Exercise goal
Return only the lines of the listing below that run from the line with "the miner tracker." through the line with "pub mod challenge;", both ends included, exactly as written.

Records for the task
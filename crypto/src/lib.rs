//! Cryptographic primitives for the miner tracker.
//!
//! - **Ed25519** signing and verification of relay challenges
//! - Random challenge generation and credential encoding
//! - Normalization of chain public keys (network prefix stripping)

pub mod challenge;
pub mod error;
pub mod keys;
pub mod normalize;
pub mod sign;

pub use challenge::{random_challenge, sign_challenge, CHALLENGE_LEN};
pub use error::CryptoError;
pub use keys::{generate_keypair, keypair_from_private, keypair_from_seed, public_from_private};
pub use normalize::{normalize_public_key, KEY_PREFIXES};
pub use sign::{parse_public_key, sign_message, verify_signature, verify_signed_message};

Exercise result
//! Cryptographic primitives for the miner tracker.
//!
//! - **Ed25519** signing and verification of relay challenges
//! - Random challenge generation and credential encoding
//! - Normalization of chain public keys (network prefix stripping)

pub mod challenge;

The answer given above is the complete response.